> What is required
I need each line of the entries below that includes the string "resolved".

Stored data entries
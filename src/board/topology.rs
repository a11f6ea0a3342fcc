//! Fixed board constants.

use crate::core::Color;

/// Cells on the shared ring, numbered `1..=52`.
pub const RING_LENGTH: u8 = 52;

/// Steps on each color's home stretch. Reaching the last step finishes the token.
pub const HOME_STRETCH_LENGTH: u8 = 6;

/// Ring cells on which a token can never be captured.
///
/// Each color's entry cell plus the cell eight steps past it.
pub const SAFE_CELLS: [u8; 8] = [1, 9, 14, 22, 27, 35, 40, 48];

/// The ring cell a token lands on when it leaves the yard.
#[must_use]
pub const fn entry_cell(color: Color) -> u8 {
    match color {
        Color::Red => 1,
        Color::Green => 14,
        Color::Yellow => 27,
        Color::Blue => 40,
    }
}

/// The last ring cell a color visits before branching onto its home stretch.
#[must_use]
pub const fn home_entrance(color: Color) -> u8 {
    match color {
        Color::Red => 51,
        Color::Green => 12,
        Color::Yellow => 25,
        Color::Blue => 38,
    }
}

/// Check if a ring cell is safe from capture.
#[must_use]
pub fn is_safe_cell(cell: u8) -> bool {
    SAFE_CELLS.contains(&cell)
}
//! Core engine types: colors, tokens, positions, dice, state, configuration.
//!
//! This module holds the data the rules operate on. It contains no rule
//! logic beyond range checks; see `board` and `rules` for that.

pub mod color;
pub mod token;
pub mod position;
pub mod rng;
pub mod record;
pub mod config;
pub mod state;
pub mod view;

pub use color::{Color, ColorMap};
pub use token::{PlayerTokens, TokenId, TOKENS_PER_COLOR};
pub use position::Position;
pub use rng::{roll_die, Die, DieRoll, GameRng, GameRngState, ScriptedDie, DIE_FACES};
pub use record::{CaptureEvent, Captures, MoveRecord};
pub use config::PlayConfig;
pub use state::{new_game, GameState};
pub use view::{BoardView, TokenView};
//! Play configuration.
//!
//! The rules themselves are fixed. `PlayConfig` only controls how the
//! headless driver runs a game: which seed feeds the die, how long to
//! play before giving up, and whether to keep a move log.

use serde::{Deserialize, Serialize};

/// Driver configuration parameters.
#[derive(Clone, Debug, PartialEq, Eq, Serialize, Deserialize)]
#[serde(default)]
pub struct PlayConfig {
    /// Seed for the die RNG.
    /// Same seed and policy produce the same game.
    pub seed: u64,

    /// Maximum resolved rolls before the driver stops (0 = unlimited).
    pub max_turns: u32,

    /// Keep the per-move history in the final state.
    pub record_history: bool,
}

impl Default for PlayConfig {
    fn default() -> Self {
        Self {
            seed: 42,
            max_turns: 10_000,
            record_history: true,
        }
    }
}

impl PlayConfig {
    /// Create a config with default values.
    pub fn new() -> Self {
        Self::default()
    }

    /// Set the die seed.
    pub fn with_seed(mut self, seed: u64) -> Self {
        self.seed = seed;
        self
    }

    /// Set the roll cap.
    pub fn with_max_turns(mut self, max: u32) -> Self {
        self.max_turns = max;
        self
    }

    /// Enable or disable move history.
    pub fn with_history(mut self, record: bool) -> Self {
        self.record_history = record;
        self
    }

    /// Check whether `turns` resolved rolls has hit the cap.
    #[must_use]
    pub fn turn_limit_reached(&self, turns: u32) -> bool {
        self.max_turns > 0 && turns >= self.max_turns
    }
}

> Response
    /// Maximum resolved rolls before the driver stops (0 = unlimited).
    /// Check whether `turns` resolved rolls has hit the cap.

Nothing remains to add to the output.